But she had forgotten to bring her glasses.

'Well, it is no matter,' she said, 'I remember the words--indeed, all
Christian Scientists know the book by heart; it is necessary in our
practice. We should otherwise make mistakes and do harm. She begins
thus: "In the year 1866 I discovered the Science of Metaphysical Healing,
and named it Christian Science." And she says--quite beautifully, I
think--"Through Christian Science, religion and medicine are inspired
with a diviner nature and essence, fresh pinions are given to faith and
understanding, and thoughts acquaint themselves intelligently with God."
Her very words.'

'It is elegant. And it is a fine thought, too--marrying religion to
medicine, instead of medicine to the undertaker in the old way; for
religion and medicine properly belong together, they being the basis of
all spiritual and physical health. What kind of medicine do you give for
the ordinary diseases, such as--'

'We never give medicine in any circumstances whatever! We--'

'But, madam, it says--'

'I don't care what it says, and I don't wish to talk about it.'

'I am sorry if I have offended, but you see the mention seemed in some
way inconsistent, and--'

'There are no inconsistencies in Christian Science. The thing is
impossible, for the Science is absolute. It cannot be otherwise, since
it proceeds directly from the All-in-all and the Everything-in-Which,
also Soul, Bones, Truth, one of a series, alone and without equal. It is
Mathematics purified from material dross and made spiritual.'

'I can see that, but--'

'It rests upon the immovable basis of an Apodictical Principle.'

The word flattened itself against my mind trying to get in, and
disordered me a little, and before I could inquire into its pertinency,
she was already throwing the needed light:

'This Apodictical Principle is the absolute Principle of Scientific
Mind-healing, the sovereign Omnipotence which delivers the children of
men from pain, disease, decay, and every ill that flesh is heir to.'

'Surely not every ill, every decay?'

'Every one; there are no exceptions; there is no such thing as decay--it
is an unreality, it has no existence.'

'But without your glasses your failing eyesight does not permit you to--'

'My eyesight cannot fail; nothing can fail; the Mind is master, and the
Mind permits no retrogression.'

She was under the inspiration of the Third Degree, therefore there could
be no profit in continuing this part of the subject. I shifted to other
ground and inquired further concerning the Discoverer of the Science.
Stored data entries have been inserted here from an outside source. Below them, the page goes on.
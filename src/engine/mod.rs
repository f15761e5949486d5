// SYNOID Hologram Engine
// Copyright (c) 2026 Xing_The_Creator | SYNOID
//
// Geometry and pixel types shared by the rotation engine, the animation
// store and the display loop.

pub mod rotation;
pub mod slice_mapper;

use serde::{Deserialize, Serialize};

/// Bytes per pixel on disk (r, g, b).
pub const PIXEL_BYTES: usize = 3;

/// A single opaque RGB pixel.
#[derive(Debug, Clone, Copy, PartialEq, Eq, Default, Serialize, Deserialize)]
pub struct Pixel {
    pub r: u8,
    pub g: u8,
    pub b: u8,
}

impl Pixel {
    pub const BLACK: Pixel = Pixel { r: 0, g: 0, b: 0 };

    pub const fn new(r: u8, g: u8, b: u8) -> Self {
        Self { r, g, b }
    }

    pub fn is_black(&self) -> bool {
        self.r == 0 && self.g == 0 && self.b == 0
    }
}

/// Dimensions of one volumetric frame: `slice_count` slices of `rows x cols`.
#[derive(Debug, Clone, Copy, PartialEq, Eq, Serialize, Deserialize)]
#[serde(default)]
pub struct Geometry {
    pub rows: usize,
    pub cols: usize,
    pub slice_count: usize,
}

impl Default for Geometry {
    fn default() -> Self {
        Self {
            rows: 64,
            cols: 64,
            slice_count: 100,
        }
    }
}

impl Geometry {
    pub fn pixels_per_slice(&self) -> usize {
        self.rows * self.cols
    }

    pub fn slice_bytes(&self) -> usize {
        self.pixels_per_slice() * PIXEL_BYTES
    }

    /// Size of one on-disk frame record.
    pub fn frame_bytes(&self) -> usize {
        self.slice_bytes() * self.slice_count
    }
}

/// One rotational cross-section, row-major.
#[derive(Debug, Clone, PartialEq, Eq)]
pub struct Slice {
    rows: usize,
    cols: usize,
    pixels: Vec<Pixel>,
}

impl Slice {
    pub fn new(rows: usize, cols: usize) -> Self {
        Self {
            rows,
            cols,
            pixels: vec![Pixel::BLACK; rows * cols],
        }
    }

    /// Build a slice from packed `r,g,b` bytes. Trailing bytes beyond
    /// `rows * cols * 3` are ignored; missing bytes stay black.
    pub fn from_rgb_bytes(rows: usize, cols: usize, bytes: &[u8]) -> Self {
        let mut slice = Self::new(rows, cols);
        for (px, chunk) in slice.pixels.iter_mut().zip(bytes.chunks_exact(PIXEL_BYTES)) {
            *px = Pixel::new(chunk[0], chunk[1], chunk[2]);
        }
        slice
    }

    pub fn rows(&self) -> usize {
        self.rows
    }

    pub fn cols(&self) -> usize {
        self.cols
    }

    pub fn get(&self, x: usize, y: usize) -> Pixel {
        self.pixels[y * self.cols + x]
    }

    pub fn set(&mut self, x: usize, y: usize, pixel: Pixel) {
        self.pixels[y * self.cols + x] = pixel;
    }

    pub fn pixels(&self) -> &[Pixel] {
        &self.pixels
    }

    /// Append this slice to `out` in on-disk order.
    pub fn write_rgb_bytes(&self, out: &mut Vec<u8>) {
        out.reserve(self.pixels.len() * PIXEL_BYTES);
        for p in &self.pixels {
            out.extend_from_slice(&[p.r, p.g, p.b]);
        }
    }
}
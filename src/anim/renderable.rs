// SYNOID Hologram Renderable Frames
// Copyright (c) 2026 Xing_The_Creator | SYNOID
//
// Display-ready form of a frame: one replayable op stream per slice.
// Each record is a run of pixel ops ending in a `Hold` marker; the
// display swaps buffers after every record.

use rayon::prelude::*;

use crate::display::Panel;
use crate::engine::{Geometry, Pixel, PIXEL_BYTES};

#[derive(Debug, Clone, Copy, PartialEq, Eq)]
pub enum SliceOp {
    /// Blank the back buffer.
    Clear,
    Set { x: u8, y: u8, pixel: Pixel },
    /// End of record; show it for at least this many microseconds.
    Hold(u32),
}

#[derive(Debug, Clone, Default, PartialEq, Eq)]
pub struct SliceStream {
    ops: Vec<SliceOp>,
}

impl SliceStream {
    /// Encode one slice of packed r,g,b bytes as a single record.
    /// Black pixels are covered by the leading `Clear`.
    pub fn encode(cols: usize, bytes: &[u8], hold_us: u32) -> Self {
        let mut ops = Vec::with_capacity(bytes.len() / PIXEL_BYTES / 2 + 2);
        ops.push(SliceOp::Clear);
        for (i, px) in bytes.chunks_exact(PIXEL_BYTES).enumerate() {
            let pixel = Pixel::new(px[0], px[1], px[2]);
            if pixel.is_black() {
                continue;
            }
            ops.push(SliceOp::Set {
                x: (i % cols) as u8,
                y: (i / cols) as u8,
                pixel,
            });
        }
        ops.push(SliceOp::Hold(hold_us));
        Self { ops }
    }

    pub fn from_ops(ops: Vec<SliceOp>) -> Self {
        Self { ops }
    }

    pub fn ops(&self) -> &[SliceOp] {
        &self.ops
    }

    pub fn reader(&self) -> SliceReader<'_> {
        SliceReader {
            ops: &self.ops,
            pos: 0,
        }
    }
}

/// Cursor over a [`SliceStream`].
pub struct SliceReader<'a> {
    ops: &'a [SliceOp],
    pos: usize,
}

impl<'a> SliceReader<'a> {
    /// Replay the next record onto the panel's back buffer. Returns the
    /// record's hold time, or `None` once the stream is exhausted.
    pub fn play_next<P: Panel + ?Sized>(&mut self, panel: &mut P) -> Option<u32> {
        let mut touched = false;
        while let Some(op) = self.ops.get(self.pos) {
            self.pos += 1;
            touched = true;
            match *op {
                SliceOp::Clear => panel.clear(),
                SliceOp::Set { x, y, pixel } => panel.set_pixel(x as usize, y as usize, pixel),
                SliceOp::Hold(us) => return Some(us),
            }
        }
        // Trailing ops without a marker still count as a record.
        if touched {
            Some(0)
        } else {
            None
        }
    }

    pub fn rewind(&mut self) {
        self.pos = 0;
    }

    pub fn is_exhausted(&self) -> bool {
        self.pos >= self.ops.len()
    }
}

/// All slices of one frame, ready to stream.
#[derive(Debug, Clone)]
pub struct RenderableFrame {
    slices: Vec<SliceStream>,
}

impl RenderableFrame {
    /// Encode a raw on-disk frame, fanning slices out over the rayon pool
    /// the caller is installed in.
    pub fn from_raw(geometry: &Geometry, raw: &[u8], hold_us: u32) -> Self {
        let cols = geometry.cols;
        let slices = raw
            .par_chunks(geometry.slice_bytes())
            .take(geometry.slice_count)
            .map(|bytes| SliceStream::encode(cols, bytes, hold_us))
            .collect();
        Self { slices }
    }

    pub fn from_slices(slices: Vec<SliceStream>) -> Self {
        Self { slices }
    }

    pub fn slice_count(&self) -> usize {
        self.slices.len()
    }

    pub fn slice(&self, index: usize) -> Option<&SliceStream> {
        self.slices.get(index)
    }
}
// SYNOID Hologram Frame Producer
// Copyright (c) 2026 Xing_The_Creator | SYNOID
//
// Background worker that keeps the ready queue topped up with decoded
// frames of the active animation and handles animation switches.

use anyhow::{bail, Context, Result};
use std::sync::Arc;
use std::thread;
use std::time::Duration;
use tracing::{debug, info, warn};

use super::ready_queue::Producer;
use crate::anim::{AnimationStore, RenderableFrame};
use crate::health::PipelineStats;
use crate::state::{ControlState, SwitchReceiver};

/// A decoded frame tagged with where it came from.
#[derive(Debug, Clone)]
pub struct FramePacket {
    pub animation: Arc<str>,
    pub index: u32,
    pub frame: RenderableFrame,
}

#[derive(Debug, Clone)]
pub struct ProducerConfig {
    /// Sleep between retries while the queue is full or after a failure.
    pub backoff: Duration,
    /// Hold time written into every slice record.
    pub hold_us: u32,
    /// Threads used to encode the slices of one frame.
    pub decode_threads: usize,
}

impl Default for ProducerConfig {
    fn default() -> Self {
        Self {
            backoff: Duration::from_micros(500),
            hold_us: 0,
            decode_threads: 1,
        }
    }
}

#[derive(Debug, Clone, Copy, PartialEq, Eq)]
pub enum ProduceOutcome {
    Produced { index: u32 },
    QueueFull,
    DecodeFailed,
}

pub struct FrameProducer {
    store: AnimationStore,
    active: Arc<str>,
    queue: Producer<FramePacket>,
    switches: SwitchReceiver,
    control: Arc<ControlState>,
    stats: Arc<PipelineStats>,
    pool: rayon::ThreadPool,
    config: ProducerConfig,
    buf: Vec<u8>,
}

impl FrameProducer {
    /// Start on `start`, or on the first animation by name if `start` is
    /// not in the catalog.
    pub fn new(
        mut store: AnimationStore,
        start: &str,
        queue: Producer<FramePacket>,
        switches: SwitchReceiver,
        control: Arc<ControlState>,
        stats: Arc<PipelineStats>,
        config: ProducerConfig,
    ) -> Result<Self> {
        let active: Arc<str> = if store.contains(start) {
            Arc::from(start)
        } else {
            let Some(first) = store.names().into_iter().next() else {
                bail!("no animations found in {:?}", store.dir());
            };
            warn!("[PRODUCER] Start animation '{}' not found, using '{}'", start, first);
            Arc::from(first.as_str())
        };
        if let Some(anim) = store.get_mut(&active) {
            anim.rewind()?;
        }

        let pool = rayon::ThreadPoolBuilder::new()
            .num_threads(config.decode_threads.max(1))
            .thread_name(|i| format!("hologram-decode-{}", i))
            .build()
            .context("build decode pool")?;

        Ok(Self {
            store,
            active,
            queue,
            switches,
            control,
            stats,
            pool,
            config,
            buf: Vec::new(),
        })
    }

    pub fn active(&self) -> &str {
        &self.active
    }

    pub fn store(&self) -> &AnimationStore {
        &self.store
    }

    /// Produce until shutdown, then hand the store back for closing.
    pub fn run(mut self) -> AnimationStore {
        info!("[PRODUCER] Started on '{}'", self.active);
        while self.control.is_running() {
            match self.poll_once() {
                ProduceOutcome::Produced { .. } => {}
                ProduceOutcome::QueueFull | ProduceOutcome::DecodeFailed => {
                    if self.config.backoff.is_zero() {
                        thread::yield_now();
                    } else {
                        thread::sleep(self.config.backoff);
                    }
                }
            }
        }
        info!("[PRODUCER] Stopped.");
        self.store
    }

    /// One producer iteration: honour a pending switch, then decode and
    /// push one frame unless the queue is full.
    pub fn poll_once(&mut self) -> ProduceOutcome {
        self.apply_pending_switch();

        if self.queue.is_full() {
            PipelineStats::bump(&self.stats.queue_full_backoffs);
            return ProduceOutcome::QueueFull;
        }

        let geometry = self.store.geometry();
        let Some(anim) = self.store.get_mut(&self.active) else {
            PipelineStats::bump(&self.stats.decode_failures);
            return ProduceOutcome::DecodeFailed;
        };
        let index = match anim.read_frame(&mut self.buf) {
            Ok(i) => i,
            Err(e) => {
                PipelineStats::bump(&self.stats.decode_failures);
                warn!("[PRODUCER] Decode failed, rewinding '{}': {:#}", self.active, e);
                if let Err(e) = anim.rewind() {
                    warn!("[PRODUCER] Rewind failed: {:#}", e);
                }
                return ProduceOutcome::DecodeFailed;
            }
        };

        let hold_us = self.config.hold_us;
        let raw = &self.buf;
        let frame = self
            .pool
            .install(|| RenderableFrame::from_raw(&geometry, raw, hold_us));

        let packet = FramePacket {
            animation: self.active.clone(),
            index,
            frame,
        };
        if self.queue.push(packet).is_err() {
            // Only this thread fills the queue, so the check above holds.
            debug!("[PRODUCER] Queue filled up unexpectedly, frame {} dropped", index);
            return ProduceOutcome::QueueFull;
        }
        PipelineStats::bump(&self.stats.frames_produced);
        ProduceOutcome::Produced { index }
    }

    /// Drain the switch channel; only the newest request counts.
    fn apply_pending_switch(&mut self) {
        let mut latest = None;
        while let Ok(name) = self.switches.try_recv() {
            latest = Some(name);
        }
        if let Some(name) = latest {
            self.switch_to(&name);
        }
    }

    /// Make `name` active from its first frame and flush queued frames.
    /// Unknown names are ignored after one catalog refresh.
    pub fn switch_to(&mut self, name: &str) -> bool {
        match self.store.resolve(name) {
            Ok(true) => {}
            Ok(false) => {
                warn!("[PRODUCER] Unknown animation '{}', staying on '{}'", name, self.active);
                return false;
            }
            Err(e) => {
                warn!("[PRODUCER] Catalog refresh failed: {:#}", e);
                return false;
            }
        }
        let Some(anim) = self.store.get_mut(name) else {
            return false;
        };
        if let Err(e) = anim.rewind() {
            warn!("[PRODUCER] Cannot rewind '{}': {:#}", name, e);
            return false;
        }

        self.active = Arc::from(name);
        self.queue.clear();
        PipelineStats::bump(&self.stats.switches);
        info!("[PRODUCER] Switched to '{}'", name);
        true
    }
}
'Did the discovery come suddenly, like Klondike, or after long study and
calculation, like America?'

'The comparisons are not respectful, since they refer to trivialities--
but let it pass. I will answer in the Discoverer's own words: "God had
been graciously fitting me, during many years, for the reception of a
final revelation of the absolute Principle of Scientific Mind-healing."'

'Many years? How many?'

'Eighteen centuries!'

'All God, God-good, good-God, Truth, Bones, Liver, one of a series alone
and without equal--it is amazing!'

'You may well say it, sir. Yet it is but the truth. This American lady,
our revered and sacred founder, is distinctly referred to and her coming
prophesied, in the twelfth chapter of the Apocalypse; she could not have
been more plainly indicated by St. John without actually mentioning her
name.'

'How strange, how wonderful!'

'I will quote her own words, for her "Key to the Scriptures:" "The
twelfth chapter of the Apocalypse has a special suggestiveness in
connection with this nineteenth century." There--do you note that?
Think--note it well.'

'But--what does it mean?'

'Listen, and you will know. I quote her inspired words again: "In the
opening of the Sixth Seal, typical of six thousand years since Adam,
there is one distinctive feature which has special reference to the
present age. Thus:

'"Revelation xii. 1. And there appeared a great wonder in heaven--a
woman clothed with the sun, and the moon under her feet, and upon her
head a crown of twelve stars."

'That is our Head, our Chief, our Discoverer of Christian Science--
nothing can be plainer, nothing surer. And note this:

'"Revelation xii. 6. And the woman fled into the wilderness, where she
had a place prepared of God."

'That is Boston.'

'I recognise it, madam. These are sublime things and impressive; I never
understood these passages before; please go on with the--with the--
proofs.'

'Very well. Listen:

'"And I saw another mighty angel come down from heaven, clothed with a
cloud; and a rainbow was upon his head, and his face was as it were the
sun, and his feet as pillars of fire. And he had in his hand a little
book."

'A little book, merely a little book--could words be modester? Yet how
stupendous its importance! Do you know what book that was?'

'Was it--'

'I hold it in my hand--"Christian Science"!'

'Love, Livers, Lights, Bones, Truth, Kidneys, one of a series, alone and
without equal--it is beyond imagination and wonder!'

'Hear our Founder's eloquent words: "Then will a voice from harmony cry,
'Go and take the little book; take it and eat it up, and it shall make
thy belly bitter; but it shall be in thy mouth sweet as honey.' Mortal,
obey the heavenly evangel. Take up Divine Science. Read it from
beginning to end. Study it, ponder it. It will be indeed sweet at its
first taste, when it heals you; but murmur not over Truth, if you find
its digestion bitter." You now know the history of our dear and holy
Science, sir, and that its origin is not of this earth, but only its
discovery. I will leave the book with you and will go, now, but give
yourself no uneasiness--I will give you absent treatment from now till I
go to bed.'


III

Under the powerful influence of the near treatment and the absent
treatment together, my bones were gradually retreating inward and
disappearing from view. The good word took a brisk start, now, and went
on quite swiftly. My body was diligently straining and stretching, this
way and that, to accommodate the processes of restoration, and every
minute or two I heard a dull click inside and knew that the two ends of a
fracture had been successfully joined. This muffled clicking and
gritting and grinding and rasping continued during the next three hours,
and then stopped--the connections had all been made. All except
dislocations; there were only seven of these: hips, shoulders, knees,
neck; so that was soon over; one after another they slipped into their
sockets with a sound like pulling a distant cork, and I jumped up as good
as new, as to framework, and sent for the horse-doctor.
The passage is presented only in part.